(What the exercise asks): Every line of the data that contains the string "unit" must be copied.

◇ ◇ ◇

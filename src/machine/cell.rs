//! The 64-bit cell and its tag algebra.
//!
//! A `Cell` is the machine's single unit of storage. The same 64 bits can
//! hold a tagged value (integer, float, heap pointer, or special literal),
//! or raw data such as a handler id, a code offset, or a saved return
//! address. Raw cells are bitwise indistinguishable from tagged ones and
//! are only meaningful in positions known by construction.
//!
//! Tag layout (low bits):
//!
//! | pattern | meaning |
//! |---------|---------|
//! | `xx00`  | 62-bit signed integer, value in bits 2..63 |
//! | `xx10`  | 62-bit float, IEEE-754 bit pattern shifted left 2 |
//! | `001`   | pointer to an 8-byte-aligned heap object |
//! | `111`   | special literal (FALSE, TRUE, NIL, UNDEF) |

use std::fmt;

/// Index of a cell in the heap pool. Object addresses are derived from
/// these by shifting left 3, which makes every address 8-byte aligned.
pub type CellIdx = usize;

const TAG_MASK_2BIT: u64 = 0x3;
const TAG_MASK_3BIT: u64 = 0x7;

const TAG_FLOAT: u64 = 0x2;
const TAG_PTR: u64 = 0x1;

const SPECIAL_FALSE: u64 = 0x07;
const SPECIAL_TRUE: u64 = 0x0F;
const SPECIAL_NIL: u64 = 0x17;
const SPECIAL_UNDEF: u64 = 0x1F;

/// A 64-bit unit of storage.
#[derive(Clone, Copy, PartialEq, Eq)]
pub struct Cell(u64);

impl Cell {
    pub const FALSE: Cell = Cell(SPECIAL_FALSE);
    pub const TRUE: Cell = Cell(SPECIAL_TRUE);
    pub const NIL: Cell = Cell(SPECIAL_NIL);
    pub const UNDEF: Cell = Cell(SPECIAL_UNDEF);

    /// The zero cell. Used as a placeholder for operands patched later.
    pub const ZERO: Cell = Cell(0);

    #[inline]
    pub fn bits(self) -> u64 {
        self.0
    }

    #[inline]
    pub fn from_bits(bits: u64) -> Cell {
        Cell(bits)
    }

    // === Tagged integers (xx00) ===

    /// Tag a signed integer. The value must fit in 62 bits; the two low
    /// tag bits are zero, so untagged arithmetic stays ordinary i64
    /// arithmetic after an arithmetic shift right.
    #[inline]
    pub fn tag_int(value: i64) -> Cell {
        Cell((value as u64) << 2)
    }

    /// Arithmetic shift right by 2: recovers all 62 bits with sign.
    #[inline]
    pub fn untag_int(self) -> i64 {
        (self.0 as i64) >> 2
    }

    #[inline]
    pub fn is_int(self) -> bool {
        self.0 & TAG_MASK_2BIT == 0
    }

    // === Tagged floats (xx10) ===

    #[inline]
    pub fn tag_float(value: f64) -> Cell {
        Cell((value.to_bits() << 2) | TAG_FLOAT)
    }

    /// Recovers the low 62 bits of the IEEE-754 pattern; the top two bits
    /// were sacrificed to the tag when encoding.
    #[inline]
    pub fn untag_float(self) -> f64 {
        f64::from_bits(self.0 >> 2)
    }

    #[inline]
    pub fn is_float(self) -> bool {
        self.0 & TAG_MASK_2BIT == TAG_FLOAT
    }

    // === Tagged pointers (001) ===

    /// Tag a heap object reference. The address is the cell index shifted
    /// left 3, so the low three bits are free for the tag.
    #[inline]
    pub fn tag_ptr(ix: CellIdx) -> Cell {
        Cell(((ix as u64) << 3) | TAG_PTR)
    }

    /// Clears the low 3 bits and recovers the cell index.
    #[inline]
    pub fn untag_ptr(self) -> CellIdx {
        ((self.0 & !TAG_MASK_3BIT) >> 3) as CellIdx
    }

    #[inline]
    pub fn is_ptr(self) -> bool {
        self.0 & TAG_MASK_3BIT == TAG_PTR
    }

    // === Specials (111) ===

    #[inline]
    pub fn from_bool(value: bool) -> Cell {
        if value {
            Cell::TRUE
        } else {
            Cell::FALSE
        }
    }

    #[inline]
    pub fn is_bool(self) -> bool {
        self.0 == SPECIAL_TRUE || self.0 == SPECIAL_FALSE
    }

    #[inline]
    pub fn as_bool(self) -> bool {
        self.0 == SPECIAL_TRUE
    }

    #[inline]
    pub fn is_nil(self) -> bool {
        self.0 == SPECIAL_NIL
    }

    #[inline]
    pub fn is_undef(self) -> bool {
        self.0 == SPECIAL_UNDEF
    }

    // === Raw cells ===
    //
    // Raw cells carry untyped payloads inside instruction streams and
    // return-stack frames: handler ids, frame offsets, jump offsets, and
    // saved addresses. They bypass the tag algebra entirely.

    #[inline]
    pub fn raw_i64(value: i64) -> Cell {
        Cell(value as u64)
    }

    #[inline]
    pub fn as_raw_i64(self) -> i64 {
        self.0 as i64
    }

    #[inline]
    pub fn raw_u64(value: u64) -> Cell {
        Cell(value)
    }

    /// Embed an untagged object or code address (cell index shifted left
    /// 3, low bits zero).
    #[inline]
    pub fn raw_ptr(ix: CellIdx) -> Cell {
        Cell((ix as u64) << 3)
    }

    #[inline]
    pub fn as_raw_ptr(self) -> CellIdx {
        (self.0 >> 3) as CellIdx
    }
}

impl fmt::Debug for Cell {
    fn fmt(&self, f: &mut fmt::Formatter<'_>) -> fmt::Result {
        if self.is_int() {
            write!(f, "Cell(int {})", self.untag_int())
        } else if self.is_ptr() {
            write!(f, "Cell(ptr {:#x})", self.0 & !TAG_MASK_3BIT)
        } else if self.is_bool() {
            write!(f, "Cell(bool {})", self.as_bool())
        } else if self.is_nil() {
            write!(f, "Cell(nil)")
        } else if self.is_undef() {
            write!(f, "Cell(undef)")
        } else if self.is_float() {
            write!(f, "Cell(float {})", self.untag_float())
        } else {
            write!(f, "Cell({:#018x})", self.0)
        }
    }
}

◇ ◇ ◇

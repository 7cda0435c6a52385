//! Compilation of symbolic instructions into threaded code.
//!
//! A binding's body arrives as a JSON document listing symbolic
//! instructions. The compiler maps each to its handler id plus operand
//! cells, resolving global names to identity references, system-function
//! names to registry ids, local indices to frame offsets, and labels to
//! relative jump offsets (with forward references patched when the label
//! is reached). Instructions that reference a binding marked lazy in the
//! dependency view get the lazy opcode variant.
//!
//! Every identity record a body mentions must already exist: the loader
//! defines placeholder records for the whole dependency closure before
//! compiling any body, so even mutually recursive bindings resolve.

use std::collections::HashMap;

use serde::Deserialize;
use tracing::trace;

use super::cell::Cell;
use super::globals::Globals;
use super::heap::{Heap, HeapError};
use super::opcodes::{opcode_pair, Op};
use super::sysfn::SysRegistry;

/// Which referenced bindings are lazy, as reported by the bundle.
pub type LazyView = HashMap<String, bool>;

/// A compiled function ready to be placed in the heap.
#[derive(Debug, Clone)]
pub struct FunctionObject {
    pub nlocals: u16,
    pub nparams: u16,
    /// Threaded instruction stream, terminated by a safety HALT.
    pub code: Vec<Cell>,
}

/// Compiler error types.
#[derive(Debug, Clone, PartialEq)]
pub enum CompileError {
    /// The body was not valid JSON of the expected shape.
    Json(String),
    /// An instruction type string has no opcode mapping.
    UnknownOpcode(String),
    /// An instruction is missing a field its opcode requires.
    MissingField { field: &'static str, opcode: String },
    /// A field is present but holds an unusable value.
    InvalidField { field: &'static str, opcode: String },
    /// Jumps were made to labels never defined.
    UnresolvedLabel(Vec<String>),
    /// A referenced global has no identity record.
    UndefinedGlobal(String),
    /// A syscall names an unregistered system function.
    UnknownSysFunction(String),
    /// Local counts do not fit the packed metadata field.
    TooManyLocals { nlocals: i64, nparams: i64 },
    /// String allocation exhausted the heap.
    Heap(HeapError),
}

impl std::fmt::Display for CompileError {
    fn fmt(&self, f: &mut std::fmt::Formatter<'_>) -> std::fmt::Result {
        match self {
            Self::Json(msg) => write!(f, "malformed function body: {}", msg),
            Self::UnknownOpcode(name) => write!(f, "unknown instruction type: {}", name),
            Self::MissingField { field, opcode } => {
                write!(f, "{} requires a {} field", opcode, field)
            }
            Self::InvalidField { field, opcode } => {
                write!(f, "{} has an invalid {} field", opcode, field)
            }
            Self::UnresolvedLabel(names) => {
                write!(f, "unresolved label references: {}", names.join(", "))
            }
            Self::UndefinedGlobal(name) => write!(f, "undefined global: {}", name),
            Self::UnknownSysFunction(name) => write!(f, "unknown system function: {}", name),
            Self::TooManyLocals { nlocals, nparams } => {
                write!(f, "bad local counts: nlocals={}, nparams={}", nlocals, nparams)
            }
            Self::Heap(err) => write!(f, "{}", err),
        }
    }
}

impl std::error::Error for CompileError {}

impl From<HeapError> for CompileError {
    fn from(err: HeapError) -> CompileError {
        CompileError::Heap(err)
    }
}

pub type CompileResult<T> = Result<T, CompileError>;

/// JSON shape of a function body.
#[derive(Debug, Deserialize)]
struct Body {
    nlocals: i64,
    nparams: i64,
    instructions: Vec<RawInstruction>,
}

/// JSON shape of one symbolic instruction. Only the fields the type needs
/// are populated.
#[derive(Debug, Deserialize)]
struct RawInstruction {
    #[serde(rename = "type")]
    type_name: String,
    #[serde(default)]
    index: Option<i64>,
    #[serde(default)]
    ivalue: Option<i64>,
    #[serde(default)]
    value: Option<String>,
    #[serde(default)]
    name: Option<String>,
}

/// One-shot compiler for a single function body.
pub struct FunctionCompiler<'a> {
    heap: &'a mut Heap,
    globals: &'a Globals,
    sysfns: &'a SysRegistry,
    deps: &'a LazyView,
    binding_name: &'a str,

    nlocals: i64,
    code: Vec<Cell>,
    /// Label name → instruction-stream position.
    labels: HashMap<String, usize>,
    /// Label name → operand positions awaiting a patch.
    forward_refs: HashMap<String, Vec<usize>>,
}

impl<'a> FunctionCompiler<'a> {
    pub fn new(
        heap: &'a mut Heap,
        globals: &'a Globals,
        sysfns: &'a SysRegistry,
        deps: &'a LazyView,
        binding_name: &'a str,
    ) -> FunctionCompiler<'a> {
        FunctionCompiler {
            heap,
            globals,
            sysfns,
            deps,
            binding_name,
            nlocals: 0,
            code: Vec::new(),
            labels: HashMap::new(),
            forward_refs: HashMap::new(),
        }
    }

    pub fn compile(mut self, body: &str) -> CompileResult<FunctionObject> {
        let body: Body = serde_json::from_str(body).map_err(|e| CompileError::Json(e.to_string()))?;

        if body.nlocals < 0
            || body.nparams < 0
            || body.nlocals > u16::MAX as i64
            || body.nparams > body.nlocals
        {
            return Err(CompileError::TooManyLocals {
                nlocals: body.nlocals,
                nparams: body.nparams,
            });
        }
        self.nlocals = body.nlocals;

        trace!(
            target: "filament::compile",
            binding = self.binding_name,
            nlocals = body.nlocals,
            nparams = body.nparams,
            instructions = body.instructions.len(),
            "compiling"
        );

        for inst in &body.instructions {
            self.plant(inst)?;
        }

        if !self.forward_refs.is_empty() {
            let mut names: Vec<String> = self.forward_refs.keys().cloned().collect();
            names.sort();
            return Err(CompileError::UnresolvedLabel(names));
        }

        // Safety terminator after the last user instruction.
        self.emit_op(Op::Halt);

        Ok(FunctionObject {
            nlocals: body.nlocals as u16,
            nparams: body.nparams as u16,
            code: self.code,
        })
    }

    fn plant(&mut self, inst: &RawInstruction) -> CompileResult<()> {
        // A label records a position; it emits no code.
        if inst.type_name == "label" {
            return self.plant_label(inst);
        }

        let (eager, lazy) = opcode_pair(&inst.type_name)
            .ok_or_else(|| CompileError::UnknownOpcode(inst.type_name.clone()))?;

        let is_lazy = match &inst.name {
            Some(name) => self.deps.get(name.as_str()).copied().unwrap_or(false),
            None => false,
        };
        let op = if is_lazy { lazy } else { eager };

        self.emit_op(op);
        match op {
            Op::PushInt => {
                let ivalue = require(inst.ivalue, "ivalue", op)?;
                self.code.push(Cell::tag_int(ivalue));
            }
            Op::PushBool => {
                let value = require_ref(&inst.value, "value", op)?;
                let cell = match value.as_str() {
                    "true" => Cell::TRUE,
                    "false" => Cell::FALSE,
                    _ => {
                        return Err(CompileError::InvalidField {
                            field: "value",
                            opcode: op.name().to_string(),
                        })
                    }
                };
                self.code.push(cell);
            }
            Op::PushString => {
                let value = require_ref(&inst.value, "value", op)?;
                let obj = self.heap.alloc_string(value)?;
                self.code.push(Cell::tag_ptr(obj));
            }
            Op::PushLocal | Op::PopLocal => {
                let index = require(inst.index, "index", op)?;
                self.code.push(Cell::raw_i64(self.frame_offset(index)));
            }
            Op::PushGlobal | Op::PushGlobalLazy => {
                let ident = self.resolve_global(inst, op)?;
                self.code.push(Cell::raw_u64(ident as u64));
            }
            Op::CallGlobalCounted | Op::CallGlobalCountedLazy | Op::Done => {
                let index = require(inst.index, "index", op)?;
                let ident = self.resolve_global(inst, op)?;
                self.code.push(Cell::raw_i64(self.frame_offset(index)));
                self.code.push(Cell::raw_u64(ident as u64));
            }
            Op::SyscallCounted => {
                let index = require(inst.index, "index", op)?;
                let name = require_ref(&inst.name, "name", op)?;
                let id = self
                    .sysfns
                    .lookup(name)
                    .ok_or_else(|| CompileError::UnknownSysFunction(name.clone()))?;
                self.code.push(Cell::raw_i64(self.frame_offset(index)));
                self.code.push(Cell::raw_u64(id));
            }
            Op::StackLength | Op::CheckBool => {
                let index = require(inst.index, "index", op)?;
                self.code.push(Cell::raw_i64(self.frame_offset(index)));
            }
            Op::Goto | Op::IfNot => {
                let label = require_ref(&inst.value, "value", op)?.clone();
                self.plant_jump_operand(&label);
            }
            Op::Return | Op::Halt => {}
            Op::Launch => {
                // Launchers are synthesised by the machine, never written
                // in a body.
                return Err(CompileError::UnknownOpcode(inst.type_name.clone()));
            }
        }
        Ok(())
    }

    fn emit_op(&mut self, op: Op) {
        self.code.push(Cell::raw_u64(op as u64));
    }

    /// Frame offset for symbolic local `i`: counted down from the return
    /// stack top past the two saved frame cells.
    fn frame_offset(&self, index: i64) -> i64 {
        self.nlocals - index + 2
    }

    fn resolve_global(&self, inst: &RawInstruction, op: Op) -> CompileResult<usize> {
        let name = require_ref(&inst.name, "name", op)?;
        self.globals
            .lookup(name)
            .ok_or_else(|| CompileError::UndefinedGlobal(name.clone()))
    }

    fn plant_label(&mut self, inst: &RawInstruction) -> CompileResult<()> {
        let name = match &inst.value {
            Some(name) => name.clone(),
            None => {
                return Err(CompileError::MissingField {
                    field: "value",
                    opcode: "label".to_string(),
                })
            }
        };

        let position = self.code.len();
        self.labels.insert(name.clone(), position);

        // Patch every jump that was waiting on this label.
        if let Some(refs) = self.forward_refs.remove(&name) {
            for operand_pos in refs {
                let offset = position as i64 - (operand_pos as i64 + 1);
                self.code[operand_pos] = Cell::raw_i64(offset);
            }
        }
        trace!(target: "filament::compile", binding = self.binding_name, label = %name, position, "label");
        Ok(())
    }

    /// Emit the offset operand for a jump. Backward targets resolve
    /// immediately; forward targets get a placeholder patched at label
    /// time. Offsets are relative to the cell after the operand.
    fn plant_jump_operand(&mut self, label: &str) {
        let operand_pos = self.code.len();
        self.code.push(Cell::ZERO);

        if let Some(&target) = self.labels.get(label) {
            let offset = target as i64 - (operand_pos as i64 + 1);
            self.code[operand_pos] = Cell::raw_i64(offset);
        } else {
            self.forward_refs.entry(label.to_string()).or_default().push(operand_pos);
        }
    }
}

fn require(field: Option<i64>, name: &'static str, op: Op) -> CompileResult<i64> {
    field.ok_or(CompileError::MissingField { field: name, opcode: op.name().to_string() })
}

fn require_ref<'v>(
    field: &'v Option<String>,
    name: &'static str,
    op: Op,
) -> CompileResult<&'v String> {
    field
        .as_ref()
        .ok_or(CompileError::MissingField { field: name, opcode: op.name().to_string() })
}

◇ ◇ ◇

(Response area):
//! A `Cell` is the machine's single unit of storage. The same 64 bits can
/// A 64-bit unit of storage.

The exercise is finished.